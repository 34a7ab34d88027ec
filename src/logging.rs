//! Tracing setup.
//!
//! Structured logging via `tracing` and `tracing-subscriber`:
//! - pretty, compact or JSON output
//! - level from configuration, overridable with `RUST_LOG`
//! - idempotent initialization, so tests and embedding callers can call it freely
//!
//! The acquisition loop runs inside an `acquisition` span carrying the camera name
//! and run number; with span events enabled its open/close lines bracket each run.
//!
//! # Example
//! ```no_run
//! use pvcam_stall_probe::{config::ProbeConfig, logging};
//!
//! # fn main() -> Result<(), Box<dyn std::error::Error>> {
//! let config = ProbeConfig::load()?;
//! logging::init_from_config(&config)?;
//! tracing::info!("Probe started");
//! # Ok(())
//! # }
//! ```

use crate::config::{LogFormat, ProbeConfig};
use crate::error::{ProbeError, ProbeResult};
use tracing::Level;
use tracing_subscriber::{
    fmt::{self, format::FmtSpan},
    layer::SubscriberExt,
    util::SubscriberInitExt,
    EnvFilter, Layer,
};

/// Logging configuration options
#[derive(Debug, Clone)]
pub struct LoggingConfig {
    /// Log level (trace, debug, info, warn, error)
    pub level: Level,
    /// Output format
    pub format: LogFormat,
    /// Whether to include span events (NEW, CLOSE)
    pub with_span_events: bool,
    /// Whether to include file and line numbers
    pub with_file_and_line: bool,
    /// Whether to include thread names
    pub with_thread_names: bool,
    /// Whether to enable ANSI colors (Pretty only)
    pub with_ansi: bool,
}

impl Default for LoggingConfig {
    fn default() -> Self {
        Self {
            level: Level::INFO,
            format: LogFormat::Pretty,
            with_span_events: true,
            with_file_and_line: false,
            with_thread_names: true,
            with_ansi: true,
        }
    }
}

impl LoggingConfig {
    /// Create logging config from the probe configuration
    pub fn from_probe_config(config: &ProbeConfig) -> ProbeResult<Self> {
        let level = parse_log_level(&config.application.log_level)?;
        Ok(Self {
            level,
            format: config.application.log_format,
            ..Default::default()
        })
    }

    /// Create logging config with a given level
    pub fn new(level: Level) -> Self {
        Self {
            level,
            ..Default::default()
        }
    }

    /// Set output format
    pub fn with_format(mut self, format: LogFormat) -> Self {
        self.format = format;
        self
    }

    /// Enable or disable span events
    pub fn with_span_events(mut self, enabled: bool) -> Self {
        self.with_span_events = enabled;
        self
    }

    /// Enable or disable ANSI colors
    pub fn with_ansi(mut self, enabled: bool) -> Self {
        self.with_ansi = enabled;
        self
    }
}

/// Initialize logging from the probe configuration
pub fn init_from_config(config: &ProbeConfig) -> ProbeResult<()> {
    init(LoggingConfig::from_probe_config(config)?)
}

/// Initialize logging
///
/// Idempotent: if a global subscriber is already set this returns `Ok(())`.
pub fn init(config: LoggingConfig) -> ProbeResult<()> {
    let env_filter = EnvFilter::try_from_default_env()
        .unwrap_or_else(|_| EnvFilter::new(level_to_filter_string(config.level)));

    let span_events = if config.with_span_events {
        FmtSpan::NEW | FmtSpan::CLOSE
    } else {
        FmtSpan::NONE
    };

    // Logs go to stderr so a JSON report on stdout stays machine-readable.
    let result = match config.format {
        LogFormat::Pretty => {
            let fmt_layer = fmt::layer()
                .pretty()
                .with_writer(std::io::stderr)
                .with_span_events(span_events)
                .with_file(config.with_file_and_line)
                .with_line_number(config.with_file_and_line)
                .with_thread_names(config.with_thread_names)
                .with_ansi(config.with_ansi)
                .with_filter(env_filter);
            tracing_subscriber::registry().with(fmt_layer).try_init()
        }
        LogFormat::Compact => {
            let fmt_layer = fmt::layer()
                .compact()
                .with_writer(std::io::stderr)
                .with_span_events(span_events)
                .with_file(config.with_file_and_line)
                .with_line_number(config.with_file_and_line)
                .with_thread_names(config.with_thread_names)
                .with_ansi(false)
                .with_filter(env_filter);
            tracing_subscriber::registry().with(fmt_layer).try_init()
        }
        LogFormat::Json => {
            let fmt_layer = fmt::layer()
                .json()
                .with_writer(std::io::stderr)
                .with_span_events(span_events)
                .with_file(config.with_file_and_line)
                .with_line_number(config.with_file_and_line)
                .with_thread_names(config.with_thread_names)
                .with_filter(env_filter);
            tracing_subscriber::registry().with(fmt_layer).try_init()
        }
    };

    result.or_else(|e| {
        if e.to_string()
            .contains("a global default trace dispatcher has already been set")
        {
            Ok(())
        } else {
            Err(ProbeError::Logging(e.to_string()))
        }
    })
}

/// Parse log level string into tracing Level
pub fn parse_log_level(level: &str) -> ProbeResult<Level> {
    match level.to_lowercase().as_str() {
        "trace" => Ok(Level::TRACE),
        "debug" => Ok(Level::DEBUG),
        "info" => Ok(Level::INFO),
        "warn" => Ok(Level::WARN),
        "error" => Ok(Level::ERROR),
        _ => Err(ProbeError::InvalidConfig(format!(
            "Invalid log level '{}'. Must be one of: trace, debug, info, warn, error",
            level
        ))),
    }
}

fn level_to_filter_string(level: Level) -> String {
    match level {
        Level::TRACE => "trace".to_string(),
        Level::DEBUG => "debug".to_string(),
        Level::INFO => "info".to_string(),
        Level::WARN => "warn".to_string(),
        Level::ERROR => "error".to_string(),
    }
}

#[cfg(test)]
mod tests {
    use super::*;

    #[test]
    fn test_parse_log_level() {
        assert!(matches!(parse_log_level("trace"), Ok(Level::TRACE)));
        assert!(matches!(parse_log_level("warn"), Ok(Level::WARN)));

        // Case insensitive
        assert!(matches!(parse_log_level("INFO"), Ok(Level::INFO)));
        assert!(matches!(parse_log_level("Debug"), Ok(Level::DEBUG)));

        assert!(parse_log_level("verbose").is_err());
    }

    #[test]
    fn test_logging_config_from_probe_config() {
        let mut probe = ProbeConfig::default();
        probe.application.log_level = "debug".to_string();
        probe.application.log_format = LogFormat::Json;

        let config = LoggingConfig::from_probe_config(&probe).unwrap();
        assert!(matches!(config.level, Level::DEBUG));
        assert_eq!(config.format, LogFormat::Json);
    }

    #[test]
    fn test_init_is_idempotent() {
        let config = LoggingConfig::new(Level::WARN)
            .with_format(LogFormat::Compact)
            .with_span_events(false)
            .with_ansi(false);
        assert!(init(config.clone()).is_ok());
        assert!(init(config).is_ok());
    }
}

* _WHAT YOU WILL DO_
This calls for an exact transcription of every entry above.

* _RESPONSE TO THE EXERCISE_
repository 34a7ab34d88027ec
filename src/logging.rs
//! Tracing setup.
//!
//! Structured logging via `tracing` and `tracing-subscriber`:
//! - pretty, compact or JSON output
//! - level from configuration, overridable with `RUST_LOG`
//! - idempotent initialization, so tests and embedding callers can call it freely
//!
//! The acquisition loop runs inside an `acquisition` span carrying the camera name
//! and run number; with span events enabled its open/close lines bracket each run.
//!
//! # Example
//! ```no_run
//! use pvcam_stall_probe::{config::ProbeConfig, logging};
//!
//! # fn main() -> Result<(), Box<dyn std::error::Error>> {
//! let config = ProbeConfig::load()?;
//! logging::init_from_config(&config)?;
//! tracing::info!("Probe started");
//! # Ok(())
//! # }
//! ```

use crate::config::{LogFormat, ProbeConfig};
use crate::error::{ProbeError, ProbeResult};
use tracing::Level;
use tracing_subscriber::{
    fmt::{self, format::FmtSpan},
    layer::SubscriberExt,
    util::SubscriberInitExt,
    EnvFilter, Layer,
};

/// Logging configuration options
#[derive(Debug, Clone)]
pub struct LoggingConfig {
    /// Log level (trace, debug, info, warn, error)
    pub level: Level,
    /// Output format
    pub format: LogFormat,
    /// Whether to include span events (NEW, CLOSE)
    pub with_span_events: bool,
    /// Whether to include file and line numbers
    pub with_file_and_line: bool,
    /// Whether to include thread names
    pub with_thread_names: bool,
    /// Whether to enable ANSI colors (Pretty only)
    pub with_ansi: bool,
}

impl Default for LoggingConfig {
    fn default() -> Self {
        Self {
            level: Level::INFO,
            format: LogFormat::Pretty,
            with_span_events: true,
            with_file_and_line: false,
            with_thread_names: true,
            with_ansi: true,
        }
    }
}

impl LoggingConfig {
    /// Create logging config from the probe configuration
    pub fn from_probe_config(config: &ProbeConfig) -> ProbeResult<Self> {
        let level = parse_log_level(&config.application.log_level)?;
        Ok(Self {
            level,
            format: config.application.log_format,
            ..Default::default()
        })
    }

    /// Create logging config with a given level
    pub fn new(level: Level) -> Self {
        Self {
            level,
            ..Default::default()
        }
    }

    /// Set output format
    pub fn with_format(mut self, format: LogFormat) -> Self {
        self.format = format;
        self
    }

    /// Enable or disable span events
    pub fn with_span_events(mut self, enabled: bool) -> Self {
        self.with_span_events = enabled;
        self
    }

    /// Enable or disable ANSI colors
    pub fn with_ansi(mut self, enabled: bool) -> Self {
        self.with_ansi = enabled;
        self
    }
}

/// Initialize logging from the probe configuration
pub fn init_from_config(config: &ProbeConfig) -> ProbeResult<()> {
    init(LoggingConfig::from_probe_config(config)?)
}

/// Initialize logging
///
/// Idempotent: if a global subscriber is already set this returns `Ok(())`.
pub fn init(config: LoggingConfig) -> ProbeResult<()> {
    let env_filter = EnvFilter::try_from_default_env()
        .unwrap_or_else(|_| EnvFilter::new(level_to_filter_string(config.level)));

    let span_events = if config.with_span_events {
        FmtSpan::NEW | FmtSpan::CLOSE
    } else {
        FmtSpan::NONE
    };

    // Logs go to stderr so a JSON report on stdout stays machine-readable.
    let result = match config.format {
        LogFormat::Pretty => {
            let fmt_layer = fmt::layer()
                .pretty()
                .with_writer(std::io::stderr)
                .with_span_events(span_events)
                .with_file(config.with_file_and_line)
                .with_line_number(config.with_file_and_line)
                .with_thread_names(config.with_thread_names)
                .with_ansi(config.with_ansi)
                .with_filter(env_filter);
            tracing_subscriber::registry().with(fmt_layer).try_init()
        }
        LogFormat::Compact => {
            let fmt_layer = fmt::layer()
                .compact()
                .with_writer(std::io::stderr)
                .with_span_events(span_events)
                .with_file(config.with_file_and_line)
                .with_line_number(config.with_file_and_line)
                .with_thread_names(config.with_thread_names)
                .with_ansi(false)
                .with_filter(env_filter);
            tracing_subscriber::registry().with(fmt_layer).try_init()
        }
        LogFormat::Json => {
            let fmt_layer = fmt::layer()
                .json()
                .with_writer(std::io::stderr)
                .with_span_events(span_events)
                .with_file(config.with_file_and_line)
                .with_line_number(config.with_file_and_line)
                .with_thread_names(config.with_thread_names)
                .with_filter(env_filter);
            tracing_subscriber::registry().with(fmt_layer).try_init()
        }
    };

    result.or_else(|e| {
        if e.to_string()
            .contains("a global default trace dispatcher has already been set")
        {
            Ok(())
        } else {
            Err(ProbeError::Logging(e.to_string()))
        }
    })
}

/// Parse log level string into tracing Level
pub fn parse_log_level(level: &str) -> ProbeResult<Level> {
    match level.to_lowercase().as_str() {
        "trace" => Ok(Level::TRACE),
        "debug" => Ok(Level::DEBUG),
        "info" => Ok(Level::INFO),
        "warn" => Ok(Level::WARN),
        "error" => Ok(Level::ERROR),
        _ => Err(ProbeError::InvalidConfig(format!(
            "Invalid log level '{}'. Must be one of: trace, debug, info, warn, error",
            level
        ))),
    }
}

fn level_to_filter_string(level: Level) -> String {
    match level {
        Level::TRACE => "trace".to_string(),
        Level::DEBUG => "debug".to_string(),
        Level::INFO => "info".to_string(),
        Level::WARN => "warn".to_string(),
        Level::ERROR => "error".to_string(),
    }
}

#[cfg(test)]
mod tests {
    use super::*;

    #[test]
    fn test_parse_log_level() {
        assert!(matches!(parse_log_level("trace"), Ok(Level::TRACE)));
        assert!(matches!(parse_log_level("warn"), Ok(Level::WARN)));

        // Case insensitive
        assert!(matches!(parse_log_level("INFO"), Ok(Level::INFO)));
        assert!(matches!(parse_log_level("Debug"), Ok(Level::DEBUG)));

        assert!(parse_log_level("verbose").is_err());
    }

    #[test]
    fn test_logging_config_from_probe_config() {
        let mut probe = ProbeConfig::default();
        probe.application.log_level = "debug".to_string();
        probe.application.log_format = LogFormat::Json;

        let config = LoggingConfig::from_probe_config(&probe).unwrap();
        assert!(matches!(config.level, Level::DEBUG));
        assert_eq!(config.format, LogFormat::Json);
    }

    #[test]
    fn test_init_is_idempotent() {
        let config = LoggingConfig::new(Level::WARN)
            .with_format(LogFormat::Compact)
            .with_span_events(false)
            .with_ansi(false);
        assert!(init(config.clone()).is_ok());
        assert!(init(config).is_ok());
    }
}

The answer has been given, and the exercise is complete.